На этом месте сумерки окончательно выключаются, и тут же оказывается, что никакого брата Людвига у меня нет и в помине, а, стало быть, нет и племянницы Сашеньки, и это, с одной стороны, хорошо, потому что, значит, она не болеет, а с другой стороны плохо, потому что уж лучше лежать и болеть себе потихоньку, чем вовсе не быть. Хорошо, конечно, что у меня есть, к примеру, настоящая, невыдуманная сестра, которая буквально на днях подарила мне дивный фильтр для очистки воды, а ещё пуховый белый платок, муфту и рассыпную пудру в коробочке… А с другой стороны, думать так - чистейший эгоизм, потому что мне-то хорошо, а каково бедному Людвигу и бедной Сашеньке, которых нет и никогда не было, и потому жалеть их и что-либо им дарить совершенно не имеет смысла... Вот ведь какая незадача!
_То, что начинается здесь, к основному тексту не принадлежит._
impl Store {
    pub async fn insert_order(&self, new: &NewOrder) -> Result<Order> {
        let conn = self.lock().await;
        let now = ts(Utc::now());

        conn.execute(
            "INSERT INTO orders (account_id, binding_id, client_order_id, symbol, side, kind,
                status, time_in_force, quantity, price, stop_price, reduce_only, post_only,
                is_isolated, expires_at, error_message, created_at, updated_at)
             VALUES (?1, ?2, ?3, ?4, ?5, ?6, ?7, ?8, ?9, ?10, ?11, ?12, ?13, ?14, ?15, ?16, ?17, ?17)",
            params![
                new.account_id,
                new.binding_id,
                new.client_order_id,
                new.symbol,
                new.side.as_str(),
                new.kind.as_str(),
                new.status.as_str(),
                new.time_in_force.as_str(),
                new.quantity,
                new.price,
                new.stop_price,
                new.reduce_only as i64,
                new.post_only as i64,
                new.is_isolated as i64,
                new.expires_at.map(ts),
                new.error_message,
                now,
            ],
        )
        .map_err(|e| match e {
            rusqlite::Error::SqliteFailure(inner, _)
                if inner.code == rusqlite::ErrorCode::ConstraintViolation =>
            {
                GatewayError::ValidationFailed(
                    "client order id already used (idempotency conflict)".to_string(),
                )
            }
            other => GatewayError::Storage(other),
        })?;

        let id = conn.last_insert_rowid();
        let order = conn.query_row(
            &format!("SELECT {ORDER_COLS} FROM orders WHERE id = ?1"),
            params![id],
            order_from_row,
        )?;
        Ok(order)
    }

    pub async fn get_order(&self, id: i64) -> Result<Option<Order>> {
        let conn = self.lock().await;
        let order = conn
            .query_row(
                &format!("SELECT {ORDER_COLS} FROM orders WHERE id = ?1"),
                params![id],
                order_from_row,
            )
            .optional()?;
        Ok(order)
    }

    pub async fn get_order_by_venue_id(
        &self,
        binding_id: i64,
        venue_order_id: &str,
    ) -> Result<Option<Order>> {
        let conn = self.lock().await;
        let order = conn
            .query_row(
                &format!(
                    "SELECT {ORDER_COLS} FROM orders
                     WHERE binding_id = ?1 AND venue_order_id = ?2"
                ),
                params![binding_id, venue_order_id],
                order_from_row,
            )
            .optional()?;
        Ok(order)
    }

    /// Lookup by the client-supplied idempotency id. Lets reconciliation
    /// adopt a venue order id onto a row whose dispatch timed out.
    pub async fn get_order_by_client_id(
        &self,
        binding_id: i64,
        client_order_id: &str,
    ) -> Result<Option<Order>> {
        let conn = self.lock().await;
        let order = conn
            .query_row(
                &format!(
                    "SELECT {ORDER_COLS} FROM orders
                     WHERE binding_id = ?1 AND client_order_id = ?2"
                ),
                params![binding_id, client_order_id],
                order_from_row,
            )
            .optional()?;
        Ok(order)
    }

    /// Apply a dispatch ack (or reconciled venue state) to an order row.
    /// The venue's view is authoritative for status, filled quantity and
    /// average price, within the monotonicity rules.
    pub async fn apply_order_ack(
        &self,
        id: i64,
        venue_order_id: Option<&str>,
        status: OrderStatus,
        filled_quantity: f64,
        average_fill_price: Option<f64>,
        fee: f64,
    ) -> Result<Order> {
        let conn = self.lock().await;
        let current = conn.query_row(
            &format!("SELECT {ORDER_COLS} FROM orders WHERE id = ?1"),
            params![id],
            order_from_row,
        )?;

        if current.status.is_terminal() {
            return Err(GatewayError::ValidationFailed(format!(
                "order {} is {} and immutable",
                id,
                current.status.as_str()
            )));
        }

        let status = if status.rank() < current.status.rank() {
            warn!(
                order_id = id,
                have = current.status.as_str(),
                got = status.as_str(),
                "ignoring status regression from venue"
            );
            current.status
        } else {
            status
        };

        // Fills only ever grow, and never past the order quantity.
        let filled = filled_quantity
            .max(current.filled_quantity)
            .min(current.quantity);
        let now = Utc::now();
        let filled_at = if status == OrderStatus::Filled {
            Some(ts(now))
        } else {
            None
        };

        conn.execute(
            "UPDATE orders
             SET venue_order_id = COALESCE(?2, venue_order_id),
                 status = ?3,
                 filled_quantity = ?4,
                 average_fill_price = COALESCE(?5, average_fill_price),
                 fee = fee + ?6,
                 placed_at = COALESCE(placed_at, ?7),
                 filled_at = COALESCE(?8, filled_at),
                 updated_at = ?7
             WHERE id = ?1",
            params![
                id,
                venue_order_id,
                status.as_str(),
                filled,
                average_fill_price,
                fee,
                ts(now),
                filled_at,
            ],
        )?;

        let order = conn.query_row(
            &format!("SELECT {ORDER_COLS} FROM orders WHERE id = ?1"),
            params![id],
            order_from_row,
        )?;
        Ok(order)
    }

    pub async fn mark_order_rejected(&self, id: i64, error: &str) -> Result<()> {
        let conn = self.lock().await;
        conn.execute(
            "UPDATE orders SET status = ?2, error_message = ?3, updated_at = ?4
             WHERE id = ?1 AND status NOT IN ('FILLED', 'CANCELED', 'REJECTED', 'EXPIRED')",
            params![id, OrderStatus::Rejected.as_str(), error, ts(Utc::now())],
        )?;
        Ok(())
    }

    pub async fn mark_order_canceled(&self, id: i64) -> Result<Order> {
        let conn = self.lock().await;
        let now = ts(Utc::now());
        let changed = conn.execute(
            "UPDATE orders SET status = ?2, canceled_at = ?3, updated_at = ?3
             WHERE id = ?1 AND status NOT IN ('FILLED', 'CANCELED', 'REJECTED', 'EXPIRED')",
            params![id, OrderStatus::Canceled.as_str(), now],
        )?;
        if changed == 0 {
            return Err(GatewayError::ValidationFailed(format!(
                "order {id} is terminal and cannot be canceled"
            )));
        }
        let order = conn.query_row(
            &format!("SELECT {ORDER_COLS} FROM orders WHERE id = ?1"),
            params![id],
            order_from_row,
        )?;
        Ok(order)
    }

    pub async fn mark_order_expired(&self, id: i64) -> Result<()> {
        let conn = self.lock().await;
        conn.execute(
            "UPDATE orders SET status = ?2, updated_at = ?3
             WHERE id = ?1 AND status NOT IN ('FILLED', 'CANCELED', 'REJECTED', 'EXPIRED')",
            params![id, OrderStatus::Expired.as_str(), ts(Utc::now())],
        )?;
        Ok(())
    }

    /// Cancel-replace modify: the row keeps its identity, the venue id and
    /// changed fields are swapped in place.
    pub async fn apply_order_modify(
        &self,
        id: i64,
        new_venue_order_id: &str,
        quantity: Option<f64>,
        price: Option<f64>,
        stop_price: Option<f64>,
    ) -> Result<Order> {
        let conn = self.lock().await;
        let changed = conn.execute(
            "UPDATE orders
             SET venue_order_id = ?2,
                 quantity = COALESCE(?3, quantity),
                 price = COALESCE(?4, price),
                 stop_price = COALESCE(?5, stop_price),
                 updated_at = ?6
             WHERE id = ?1 AND status IN ('NEW', 'PARTIALLY_FILLED')",
            params![id, new_venue_order_id, quantity, price, stop_price, ts(Utc::now())],
        )?;
        if changed == 0 {
            return Err(GatewayError::ValidationFailed(format!(
                "order {id} is not modifiable"
            )));
        }
        let order = conn.query_row(
            &format!("SELECT {ORDER_COLS} FROM orders WHERE id = ?1"),
            params![id],
            order_from_row,
        )?;
        Ok(order)
    }

    pub async fn list_orders(
        &self,
        account_id: i64,
        binding_id: Option<i64>,
        status: Option<OrderStatus>,
        symbol: Option<&str>,
        limit: usize,
    ) -> Result<Vec<Order>> {
        let conn = self.lock().await;
        let mut sql = format!("SELECT {ORDER_COLS} FROM orders WHERE account_id = ?1");
        let mut args: Vec<Box<dyn rusqlite::types::ToSql>> = vec![Box::new(account_id)];

        if let Some(b) = binding_id {
            args.push(Box::new(b));
            sql.push_str(&format!(" AND binding_id = ?{}", args.len()));
        }
        if let Some(s) = status {
            args.push(Box::new(s.as_str().to_string()));
            sql.push_str(&format!(" AND status = ?{}", args.len()));
        }
        if let Some(sym) = symbol {
            args.push(Box::new(sym.to_string()));
            sql.push_str(&format!(" AND symbol = ?{}", args.len()));
        }
        args.push(Box::new(limit as i64));
        sql.push_str(&format!(" ORDER BY id DESC LIMIT ?{}", args.len()));

        let mut stmt = conn.prepare(&sql)?;
        let refs: Vec<&dyn rusqlite::types::ToSql> = args.iter().map(|a| a.as_ref()).collect();
        let rows = stmt.query_map(&refs[..], order_from_row)?;
        Ok(rows.collect::<rusqlite::Result<Vec<_>>>()?)
    }

    /// Orders still in flight: PENDING, NEW or PARTIALLY_FILLED.
    pub async fn active_orders(
        &self,
        account_id: i64,
        binding_id: Option<i64>,
        symbol: Option<&str>,
    ) -> Result<Vec<Order>> {
        let conn = self.lock().await;
        let mut sql = format!(
            "SELECT {ORDER_COLS} FROM orders
             WHERE account_id = ?1 AND status IN ('PENDING', 'NEW', 'PARTIALLY_FILLED')"
        );
        let mut args: Vec<Box<dyn rusqlite::types::ToSql>> = vec![Box::new(account_id)];
        if let Some(b) = binding_id {
            args.push(Box::new(b));
            sql.push_str(&format!(" AND binding_id = ?{}", args.len()));
        }
        if let Some(sym) = symbol {
            args.push(Box::new(sym.to_string()));
            sql.push_str(&format!(" AND symbol = ?{}", args.len()));
        }
        sql.push_str(" ORDER BY id");

        let mut stmt = conn.prepare(&sql)?;
        let refs: Vec<&dyn rusqlite::types::ToSql> = args.iter().map(|a| a.as_ref()).collect();
        let rows = stmt.query_map(&refs[..], order_from_row)?;
        Ok(rows.collect::<rusqlite::Result<Vec<_>>>()?)
    }

    pub async fn count_orders_since(
        &self,
        account_id: i64,
        since: DateTime<Utc>,
    ) -> Result<i64> {
        let conn = self.lock().await;
        let count: i64 = conn.query_row(
            "SELECT COUNT(*) FROM orders WHERE account_id = ?1 AND created_at >= ?2",
            params![account_id, ts(since)],
            |row| row.get(0),
        )?;
        Ok(count)
    }

    pub async fn count_active_orders(&self, account_id: i64) -> Result<i64> {
        let conn = self.lock().await;
        let count: i64 = conn.query_row(
            "SELECT COUNT(*) FROM orders
             WHERE account_id = ?1 AND status IN ('PENDING', 'NEW', 'PARTIALLY_FILLED')",
            params![account_id],
            |row| row.get(0),
        )?;
        Ok(count)
    }

    /// GTT orders past their expiry cutoff that are still non-terminal.
    pub async fn stale_gtt_orders(&self, cutoff: DateTime<Utc>) -> Result<Vec<Order>> {
        let conn = self.lock().await;
        let mut stmt = conn.prepare(&format!(
            "SELECT {ORDER_COLS} FROM orders
             WHERE time_in_force = 'GTT'
               AND status IN ('PENDING', 'NEW', 'PARTIALLY_FILLED')
               AND created_at < ?1"
        ))?;
        let rows = stmt.query_map(params![ts(cutoff)], order_from_row)?;
        Ok(rows.collect::<rusqlite::Result<Vec<_>>>()?)
    }

    pub async fn insert_trade(&self, new: &NewTrade) -> Result<Trade> {
        let conn = self.lock().await;
        conn.execute(
            "INSERT INTO trades (order_id, venue_trade_id, symbol, side, quantity, price,
                fee, fee_asset, is_maker, realized_pnl, executed_at)
             VALUES (?1, ?2, ?3, ?4, ?5, ?6, ?7, ?8, ?9, ?10, ?11)",
            params![
                new.order_id,
                new.venue_trade_id,
                new.symbol,
                new.side.as_str(),
                new.quantity,
                new.price,
                new.fee,
                new.fee_asset,
                new.is_maker as i64,
                new.realized_pnl,
                ts(new.executed_at),
            ],
        )?;
        let id = conn.last_insert_rowid();
        let trade = conn.query_row(
            "SELECT id, order_id, venue_trade_id, symbol, side, quantity, price, fee,
                    fee_asset, is_maker, realized_pnl, executed_at
             FROM trades WHERE id = ?1",
            params![id],
            trade_from_row,
        )?;
        Ok(trade)
    }

    pub async fn trades_for_order(&self, order_id: i64) -> Result<Vec<Trade>> {
        let conn = self.lock().await;
        let mut stmt = conn.prepare(
            "SELECT id, order_id, venue_trade_id, symbol, side, quantity, price, fee,
                    fee_asset, is_maker, realized_pnl, executed_at
             FROM trades WHERE order_id = ?1 ORDER BY executed_at",
        )?;
        let rows = stmt.query_map(params![order_id], trade_from_row)?;
        Ok(rows.collect::<rusqlite::Result<Vec<_>>>()?)
    }

    /// Realized PnL from fills since `since` (daily-loss accounting).
    pub async fn realized_pnl_since(
        &self,
        account_id: i64,
        since: DateTime<Utc>,
    ) -> Result<f64> {
        let conn = self.lock().await;
        let total: f64 = conn.query_row(
            "SELECT COALESCE(SUM(t.realized_pnl), 0.0)
             FROM trades t JOIN orders o ON o.id = t.order_id
             WHERE o.account_id = ?1 AND t.executed_at >= ?2 AND t.realized_pnl IS NOT NULL",
            params![account_id, ts(since)],
            |row| row.get(0),
        )?;
        Ok(total)
    }
}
Ладно. Раз уж я всё равно на Люсиновской - пойду в «Новую зарю», куплю себе хоть там «Персидской сирени». А потом пойду домой и протелефонирую подруге. Она у меня тоже из немцев, только из остзейских. У её родственников аптека в Риге - то ли одна, то ли целых две, уже толком не помню.

Тени на снегу из синих становятся серыми, призрачными и уходят глубоко в снег - туда, где под тёплыми пуховыми одеялами спят, подложив руки под голову, тихие зимние вампиры. Две угольно-чёрные собаки носятся под фонарями, взметая острую сахарную пыль, а из-за подвальной решётки на них грустно смотрит кот, у которого уже нет сил для ненависти.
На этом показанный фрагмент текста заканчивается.